Quote all entries in full, exactly.

Material for this task Block Start

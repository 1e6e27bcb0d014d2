//! HTTPS termination with `rustls`.

use std::fs;
use std::io::BufReader;
use std::path::Path;
use std::sync::Arc;

use axum::Router;
use rustls::pki_types::{CertificateDer, PrivateKeyDer};
use tokio::net::TcpListener;
use tokio_rustls::TlsAcceptor;
use tower::ServiceExt;
use tracing::{debug, info};

use crate::config::TlsConfig;
use crate::error::ServerError;

fn read_error(path: &Path, e: &std::io::Error) -> ServerError {
    ServerError::Tls(format!("failed to read {}: {e}", path.display()))
}

/// Load a PEM certificate chain.
pub fn load_certs(path: impl AsRef<Path>) -> Result<Vec<CertificateDer<'static>>, ServerError> {
    let path = path.as_ref();
    let file = fs::File::open(path).map_err(|e| read_error(path, &e))?;
    let certs = rustls_pemfile::certs(&mut BufReader::new(file))
        .collect::<Result<Vec<_>, _>>()
        .map_err(|e| read_error(path, &e))?;
    if certs.is_empty() {
        return Err(ServerError::Tls(format!(
            "no certificates found in {}",
            path.display()
        )));
    }
    Ok(certs)
}

/// Load the first PKCS#8, PKCS#1 or SEC1 private key from a PEM file.
pub fn load_private_key(path: impl AsRef<Path>) -> Result<PrivateKeyDer<'static>, ServerError> {
    let path = path.as_ref();
    let file = fs::File::open(path).map_err(|e| read_error(path, &e))?;
    rustls_pemfile::private_key(&mut BufReader::new(file))
        .map_err(|e| read_error(path, &e))?
        .ok_or_else(|| ServerError::Tls(format!("no private key found in {}", path.display())))
}

/// Build the `rustls` server configuration described by `config`.
pub fn build_server_config(config: &TlsConfig) -> Result<Arc<rustls::ServerConfig>, ServerError> {
    let (Some(cert_path), Some(key_path)) = (&config.cert_path, &config.key_path) else {
        return Err(ServerError::Config(
            "tls.cert_path and tls.key_path are required when TLS is enabled".into(),
        ));
    };
    let versions: &[&'static rustls::SupportedProtocolVersion] = match config.min_version.trim() {
        "1.2" => &[&rustls::version::TLS12, &rustls::version::TLS13],
        "1.3" => &[&rustls::version::TLS13],
        other => {
            return Err(ServerError::Config(format!(
                "unsupported tls.min_version {other:?}, expected \"1.2\" or \"1.3\""
            )));
        }
    };

    let certs = load_certs(cert_path)?;
    let key = load_private_key(key_path)?;
    let provider = Arc::new(rustls::crypto::ring::default_provider());
    let mut server_config = rustls::ServerConfig::builder_with_provider(provider)
        .with_protocol_versions(versions)
        .map_err(|e| ServerError::Tls(e.to_string()))?
        .with_no_client_auth()
        .with_single_cert(certs, key)
        .map_err(|e| ServerError::Tls(e.to_string()))?;
    server_config.alpn_protocols = vec![b"h2".to_vec(), b"http/1.1".to_vec()];
    Ok(Arc::new(server_config))
}

/// Accept TLS connections on `listener` and serve `app` until `shutdown`
/// resolves.
///
/// In-flight connections are not awaited; each one finishes on its own task.
pub async fn serve_tls(
    listener: TcpListener,
    tls_config: Arc<rustls::ServerConfig>,
    app: Router,
    shutdown: impl Future<Output = ()>,
) -> Result<(), ServerError> {
    let acceptor = TlsAcceptor::from(tls_config);
    tokio::pin!(shutdown);

    loop {
        tokio::select! {
            result = listener.accept() => {
                let (tcp_stream, remote_addr) = match result {
                    Ok(conn) => conn,
                    Err(e) => {
                        debug!(error = %e, "failed to accept connection");
                        continue;
                    }
                };
                let acceptor = acceptor.clone();
                let app = app.clone();
                tokio::spawn(async move {
                    let tls_stream = match acceptor.accept(tcp_stream).await {
                        Ok(s) => s,
                        Err(e) => {
                            debug!(remote = %remote_addr, error = %e, "TLS handshake failed");
                            return;
                        }
                    };
                    let io = hyper_util::rt::TokioIo::new(tls_stream);
                    let service = hyper::service::service_fn(
                        move |request: hyper::Request<hyper::body::Incoming>| {
                            app.clone().oneshot(request)
                        },
                    );
                    if let Err(e) = hyper_util::server::conn::auto::Builder::new(
                        hyper_util::rt::TokioExecutor::new(),
                    )
                    .serve_connection(io, service)
                    .await
                    {
                        debug!(remote = %remote_addr, error = %e, "connection error");
                    }
                });
            }
            () = &mut shutdown => {
                info!("TLS listener shutting down");
                return Ok(());
            }
        }
    }
}

#[cfg(test)]
mod tests {
    use super::*;

    #[test]
    fn missing_files_are_reported() {
        let err = load_certs("/nonexistent/cert.pem").unwrap_err();
        assert!(err.to_string().contains("/nonexistent/cert.pem"));
    }

    #[test]
    fn empty_pem_has_no_certificates() {
        let dir = tempfile::tempdir().unwrap();
        let path = dir.path().join("empty.pem");
        std::fs::write(&path, "").unwrap();
        assert!(
            load_certs(&path)
                .unwrap_err()
                .to_string()
                .contains("no certificates")
        );
        assert!(
            load_private_key(&path)
                .unwrap_err()
                .to_string()
                .contains("no private key")
        );
    }

    #[test]
    fn rejects_unknown_min_version() {
        let config = TlsConfig {
            enabled: true,
            cert_path: Some("/c".into()),
            key_path: Some("/k".into()),
            min_version: "1.1".into(),
        };
        assert!(matches!(
            build_server_config(&config),
            Err(ServerError::Config(_))
        ));
    }
}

Material for this task Block End

- _Output below_
repository 1e6e27bcb0d014d2
//! HTTPS termination with `rustls`.

use std::fs;
use std::io::BufReader;
use std::path::Path;
use std::sync::Arc;

use axum::Router;
use rustls::pki_types::{CertificateDer, PrivateKeyDer};
use tokio::net::TcpListener;
use tokio_rustls::TlsAcceptor;
use tower::ServiceExt;
use tracing::{debug, info};

use crate::config::TlsConfig;
use crate::error::ServerError;

fn read_error(path: &Path, e: &std::io::Error) -> ServerError {
    ServerError::Tls(format!("failed to read {}: {e}", path.display()))
}

/// Load a PEM certificate chain.
pub fn load_certs(path: impl AsRef<Path>) -> Result<Vec<CertificateDer<'static>>, ServerError> {
    let path = path.as_ref();
    let file = fs::File::open(path).map_err(|e| read_error(path, &e))?;
    let certs = rustls_pemfile::certs(&mut BufReader::new(file))
        .collect::<Result<Vec<_>, _>>()
        .map_err(|e| read_error(path, &e))?;
    if certs.is_empty() {
        return Err(ServerError::Tls(format!(
            "no certificates found in {}",
            path.display()
        )));
    }
    Ok(certs)
}

/// Load the first PKCS#8, PKCS#1 or SEC1 private key from a PEM file.
pub fn load_private_key(path: impl AsRef<Path>) -> Result<PrivateKeyDer<'static>, ServerError> {
    let path = path.as_ref();
    let file = fs::File::open(path).map_err(|e| read_error(path, &e))?;
    rustls_pemfile::private_key(&mut BufReader::new(file))
        .map_err(|e| read_error(path, &e))?
        .ok_or_else(|| ServerError::Tls(format!("no private key found in {}", path.display())))
}

/// Build the `rustls` server configuration described by `config`.
pub fn build_server_config(config: &TlsConfig) -> Result<Arc<rustls::ServerConfig>, ServerError> {
    let (Some(cert_path), Some(key_path)) = (&config.cert_path, &config.key_path) else {
        return Err(ServerError::Config(
            "tls.cert_path and tls.key_path are required when TLS is enabled".into(),
        ));
    };
    let versions: &[&'static rustls::SupportedProtocolVersion] = match config.min_version.trim() {
        "1.2" => &[&rustls::version::TLS12, &rustls::version::TLS13],
        "1.3" => &[&rustls::version::TLS13],
        other => {
            return Err(ServerError::Config(format!(
                "unsupported tls.min_version {other:?}, expected \"1.2\" or \"1.3\""
            )));
        }
    };

    let certs = load_certs(cert_path)?;
    let key = load_private_key(key_path)?;
    let provider = Arc::new(rustls::crypto::ring::default_provider());
    let mut server_config = rustls::ServerConfig::builder_with_provider(provider)
        .with_protocol_versions(versions)
        .map_err(|e| ServerError::Tls(e.to_string()))?
        .with_no_client_auth()
        .with_single_cert(certs, key)
        .map_err(|e| ServerError::Tls(e.to_string()))?;
    server_config.alpn_protocols = vec![b"h2".to_vec(), b"http/1.1".to_vec()];
    Ok(Arc::new(server_config))
}

/// Accept TLS connections on `listener` and serve `app` until `shutdown`
/// resolves.
///
/// In-flight connections are not awaited; each one finishes on its own task.
pub async fn serve_tls(
    listener: TcpListener,
    tls_config: Arc<rustls::ServerConfig>,
    app: Router,
    shutdown: impl Future<Output = ()>,
) -> Result<(), ServerError> {
    let acceptor = TlsAcceptor::from(tls_config);
    tokio::pin!(shutdown);

    loop {
        tokio::select! {
            result = listener.accept() => {
                let (tcp_stream, remote_addr) = match result {
                    Ok(conn) => conn,
                    Err(e) => {
                        debug!(error = %e, "failed to accept connection");
                        continue;
                    }
                };
                let acceptor = acceptor.clone();
                let app = app.clone();
                tokio::spawn(async move {
                    let tls_stream = match acceptor.accept(tcp_stream).await {
                        Ok(s) => s,
                        Err(e) => {
                            debug!(remote = %remote_addr, error = %e, "TLS handshake failed");
                            return;
                        }
                    };
                    let io = hyper_util::rt::TokioIo::new(tls_stream);
                    let service = hyper::service::service_fn(
                        move |request: hyper::Request<hyper::body::Incoming>| {
                            app.clone().oneshot(request)
                        },
                    );
                    if let Err(e) = hyper_util::server::conn::auto::Builder::new(
                        hyper_util::rt::TokioExecutor::new(),
                    )
                    .serve_connection(io, service)
                    .await
                    {
                        debug!(remote = %remote_addr, error = %e, "connection error");
                    }
                });
            }
            () = &mut shutdown => {
                info!("TLS listener shutting down");
                return Ok(());
            }
        }
    }
}

#[cfg(test)]
mod tests {
    use super::*;

    #[test]
    fn missing_files_are_reported() {
        let err = load_certs("/nonexistent/cert.pem").unwrap_err();
        assert!(err.to_string().contains("/nonexistent/cert.pem"));
    }

    #[test]
    fn empty_pem_has_no_certificates() {
        let dir = tempfile::tempdir().unwrap();
        let path = dir.path().join("empty.pem");
        std::fs::write(&path, "").unwrap();
        assert!(
            load_certs(&path)
                .unwrap_err()
                .to_string()
                .contains("no certificates")
        );
        assert!(
            load_private_key(&path)
                .unwrap_err()
                .to_string()
                .contains("no private key")
        );
    }

    #[test]
    fn rejects_unknown_min_version() {
        let config = TlsConfig {
            enabled: true,
            cert_path: Some("/c".into()),
            key_path: Some("/k".into()),
            min_version: "1.1".into(),
        };
        assert!(matches!(
            build_server_config(&config),
            Err(ServerError::Config(_))
        ));
    }
}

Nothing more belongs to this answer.